La mère de Kate souffre de la maladie de Parkinson depuis six ans, ce qui l’a motivée à chercher un autre outil, car les visites chez le médecin sont rares. « J’ai été surprise quand j’ai reçu le diagnostic, nous ne savions pas comment la maladie agissait et j’ai commencé à enquêter – explique-t-elle à SanaMente – et j’ai trouvé un lien très intéressant entre la thérapie musicale et la neurostimulation, qui peut aider ces personnes à améliorer leurs mouvements. »
Kate Berkita, fondatrice du site Parkinsonic /Ko
L’IA comme compagnon
C’est là que l’IA est intervenue pour créer « une session personnalisée générée par l’IA », décrit l’auteur de cette application. Le type de musique dépend de ce que l’IA détecte avec la voix envoyée par chaque patient. Ce n’est pas de la musique provenant de Spotify ou d’autres plateformes. Dans ce cas, il s’agit de musicothérapie, « c’est comme une pilule qu’on prescrit lorsqu’on a besoin de stimuler une partie du cerveau ». L’IA utilise les données biométriques proposées par l’application que le patient. Il en résulte « de nouvelles séances basées sur votre ressenti, ce que vous ressentez, l’évolution de vos mouvements », décrit ce chercheur. L’amélioration des mouvements physiques est l’un des défis des personnes atteintes de la maladie de Parkinson.

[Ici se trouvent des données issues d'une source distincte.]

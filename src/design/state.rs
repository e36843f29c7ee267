use serde::{Deserialize, Serialize};

use crate::design::color::Color;
use crate::foundation::error::{GalleyError, GalleyResult};

/// Cabinet door styling.
#[derive(Clone, Copy, Debug, PartialEq, Eq, Default, Serialize, Deserialize)]
#[serde(rename_all = "snake_case")]
pub enum CabinetStyle {
    /// Flat doors with a center split line.
    #[default]
    Modern,
    /// Raised doors with an inset frame.
    Traditional,
    /// Flat doors, no extra detail.
    Contemporary,
    /// Mixed styling, no extra detail.
    Transitional,
    /// Unrecognized tag; doors render without decorative detail.
    #[serde(other)]
    Unknown,
}

/// Countertop finish.
#[derive(Clone, Copy, Debug, PartialEq, Eq, Default, Serialize, Deserialize)]
#[serde(rename_all = "snake_case")]
pub enum CountertopMaterial {
    /// Speckled stone.
    #[default]
    Granite,
    /// Uniform engineered stone.
    Quartz,
    /// Veined stone.
    Marble,
    /// Butcher block.
    Wood,
    /// Unrecognized tag; band renders with the fallback color, no texture.
    #[serde(other)]
    Unknown,
}

/// Backsplash tile pattern.
#[derive(Clone, Copy, Debug, PartialEq, Eq, Default, Serialize, Deserialize)]
#[serde(rename_all = "snake_case")]
pub enum BacksplashPattern {
    /// Offset brick grid.
    #[default]
    Subway,
    /// Diagonal strokes alternating per cell.
    Herringbone,
    /// Translucent overlay plus grid.
    Glass,
    /// Grid with a vein per cell.
    Marble,
    /// Unrecognized tag; band renders as a plain fill.
    #[serde(other)]
    Unknown,
}

/// Floor finish.
#[derive(Clone, Copy, Debug, PartialEq, Eq, Default, Serialize, Deserialize)]
#[serde(rename_all = "snake_case")]
pub enum Flooring {
    /// Warm oak planks.
    #[default]
    Oak,
    /// Dark walnut planks.
    Walnut,
    /// Ceramic tile.
    Tile,
    /// Polished concrete.
    Concrete,
    /// Unrecognized tag; floor renders as a flat neutral fill, no grid.
    #[serde(other)]
    Unknown,
}

/// Optional texture overlay for the wall fill.
#[derive(Clone, Copy, Debug, PartialEq, Eq, Default, Serialize, Deserialize)]
#[serde(rename_all = "snake_case")]
pub enum WallTexture {
    /// No overlay.
    #[default]
    None,
    /// Horizontal grain lines.
    Wood,
    /// Square tile grid with grout shadows.
    Tile,
    /// Random veining.
    Marble,
    /// Subtle stipple.
    Paint,
    /// Unrecognized tag; wall renders without an overlay.
    #[serde(other)]
    Unknown,
}

/// The complete set of user-selectable options describing the kitchen.
///
/// Owned by the caller (typically inside a [`crate::session::DesignSession`]),
/// mutated in place between renders, and read in full by the scene composer
/// each frame. Every field has a serde default so partial documents load.
#[derive(Clone, Debug, PartialEq, Serialize, Deserialize)]
#[serde(default)]
pub struct DesignState {
    /// Cabinet door styling.
    pub cabinet_style: CabinetStyle,
    /// Cabinet body color.
    pub cabinet_color: Color,
    /// Wall fill color (before lighting adjustment).
    pub wall_color: Color,
    /// Backsplash base color.
    pub backsplash_color: Color,
    /// Countertop finish.
    pub countertop: CountertopMaterial,
    /// Backsplash tile pattern.
    pub backsplash: BacksplashPattern,
    /// Floor finish.
    pub flooring: Flooring,
    /// Optional wall texture overlay.
    pub wall_texture: WallTexture,
    /// Wall texture overlay opacity, percent (0-100).
    pub texture_opacity: u32,
    /// Lighting brightness, percent (nominal 0-200).
    pub brightness: u32,
    /// Lighting contrast, percent (nominal 0-200).
    pub contrast: u32,
    /// Whether the center island is drawn.
    pub island_enabled: bool,
    /// Whether the backsplash band is drawn.
    pub backsplash_enabled: bool,
    /// Texture noise seed; equal seeds yield identical plans.
    pub seed: u64,
}

impl Default for DesignState {
    fn default() -> Self {
        Self {
            cabinet_style: CabinetStyle::Modern,
            cabinet_color: Color::rgb(0x8b, 0x45, 0x13),
            wall_color: Color::rgb(0xf5, 0xf5, 0xf5),
            backsplash_color: Color::rgb(0xe2, 0xe8, 0xf0),
            countertop: CountertopMaterial::Granite,
            backsplash: BacksplashPattern::Subway,
            flooring: Flooring::Oak,
            wall_texture: WallTexture::None,
            texture_opacity: 100,
            brightness: 100,
            contrast: 100,
            island_enabled: false,
            backsplash_enabled: true,
            seed: 0,
        }
    }
}

impl DesignState {
    /// Reject values outside the documented nominal ranges.
    ///
    /// Validation is advisory for UI callers; the renderer itself clamps and
    /// soft-fails rather than erroring mid-pass.
    pub fn validate(&self) -> GalleyResult<()> {
        if self.brightness > 200 {
            return Err(GalleyError::validation("brightness must be <= 200"));
        }
        if self.contrast > 200 {
            return Err(GalleyError::validation("contrast must be <= 200"));
        }
        if self.texture_opacity > 100 {
            return Err(GalleyError::validation("texture_opacity must be <= 100"));
        }
        Ok(())
    }

    /// Shallow-merge a patch into this state. `None` fields are left alone.
    pub fn apply(&mut self, patch: &DesignPatch) {
        macro_rules! merge {
            ($($field:ident),* $(,)?) => {
                $(if let Some(v) = patch.$field {
                    self.$field = v;
                })*
            };
        }

        merge!(
            cabinet_style,
            cabinet_color,
            wall_color,
            backsplash_color,
            countertop,
            backsplash,
            flooring,
            wall_texture,
            texture_opacity,
            brightness,
            contrast,
            island_enabled,
            backsplash_enabled,
            seed,
        );
    }
}

/// Partial [`DesignState`] used by UI commands and suggestion presets.
///
/// Applying a patch is a shallow merge; see [`DesignState::apply`].
#[derive(Clone, Debug, Default, PartialEq, Serialize, Deserialize)]
#[serde(default)]
pub struct DesignPatch {
    /// Cabinet door styling.
    pub cabinet_style: Option<CabinetStyle>,
    /// Cabinet body color.
    pub cabinet_color: Option<Color>,
    /// Wall fill color.
    pub wall_color: Option<Color>,
    /// Backsplash base color.
    pub backsplash_color: Option<Color>,
    /// Countertop finish.
    pub countertop: Option<CountertopMaterial>,
    /// Backsplash tile pattern.
    pub backsplash: Option<BacksplashPattern>,
    /// Floor finish.
    pub flooring: Option<Flooring>,
    /// Wall texture overlay.
    pub wall_texture: Option<WallTexture>,
    /// Wall texture overlay opacity.
    pub texture_opacity: Option<u32>,
    /// Lighting brightness.
    pub brightness: Option<u32>,
    /// Lighting contrast.
    pub contrast: Option<u32>,
    /// Island toggle.
    pub island_enabled: Option<bool>,
    /// Backsplash toggle.
    pub backsplash_enabled: Option<bool>,
    /// Texture noise seed.
    pub seed: Option<u64>,
}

J’ai été surpris lorsque j’ai reçu le diagnostic de ma mère, nous ne savions pas comment la maladie agissait et j’ai commencé à enquêter.

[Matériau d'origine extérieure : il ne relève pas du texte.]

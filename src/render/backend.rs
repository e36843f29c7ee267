use crate::foundation::core::Canvas;
use crate::foundation::error::GalleyResult;
use crate::scene::plan::ScenePlan;

/// One rendered frame, tightly packed RGBA8 rows.
///
/// `premultiplied` records the alpha convention of `data`; the CPU backend
/// always produces premultiplied output and [`crate::export`] unpremultiplies
/// before encoding.
#[derive(Clone, Debug)]
pub struct FrameRGBA {
    /// Frame width in pixels.
    pub width: u32,
    /// Frame height in pixels.
    pub height: u32,
    /// Pixel bytes, `width * height * 4` (empty for degenerate frames).
    pub data: Vec<u8>,
    /// Whether `data` carries premultiplied alpha.
    pub premultiplied: bool,
}

impl FrameRGBA {
    /// Zero-byte frame for a non-drawable canvas.
    pub fn empty(canvas: Canvas) -> Self {
        Self {
            width: canvas.width,
            height: canvas.height,
            data: Vec::new(),
            premultiplied: true,
        }
    }

    /// Whether the frame holds no pixels.
    pub fn is_empty(&self) -> bool {
        self.data.is_empty()
    }
}

/// A rasterizer for [`ScenePlan`]s.
///
/// Backends may keep internal caches between calls but every call must fully
/// repaint: the returned frame depends only on the plan.
pub trait RenderBackend {
    /// Execute a plan into a frame.
    fn render_plan(&mut self, plan: &ScenePlan) -> GalleyResult<FrameRGBA>;
}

De plus, chaque utilisateur est invité à indiquer ses préférences musicales et ses instruments. Et quel type de musique et d’instruments ils préfèrent selon les différents moments de la journée : pour marcher, pour les séances de physiothérapie, pour s’endormir ou pour se détendre.
Prochaine étape : les troubles mentaux
« Oui, tout à fait, nous pensons que cette application est conçue pour les problèmes neurologiques comme la démence, et pour l’autisme, la musique peut beaucoup aider. Notre nouvelle étape est donc de découvrir d’autres troubles comme la dépression, oui, parce que la musique peut augmenter la dopamine et c’est comme une prescription médicale sans pilules. » Berkita espère obtenir une validation clinique pour cette application, qui a déjà servi plus de 500 utilisateurs.
Le Tinder neurologique
C’est l’une des nouveautés présentées à Sonar+D, un espace dans lequel sont partagées des expériences innovantes qui relient la technologie et la musique à de multiples applications, également liées aux émotions. Parmi eux, un créateur allemand qui, grâce à des impulsions électriques cérébrales lorsqu’il répond mentalement à des questions intimes (liées aux rêves, à la vision de soi dans le futur ou aux espaces agréables), génère un pourcentage de compatibilité des réponses avec celles des autres personnes qui utilisent ce produit. Il met également en valeur une ancienne cabine téléphonique où l’on peut entendre la voix de la nature du futur. Il s’appelle 2147 : une voix du futur et ceux qui l’ont entendu révèlent que la nature se sentira très négligée dans le futur. Oui, la voix est le résultat d’une IA.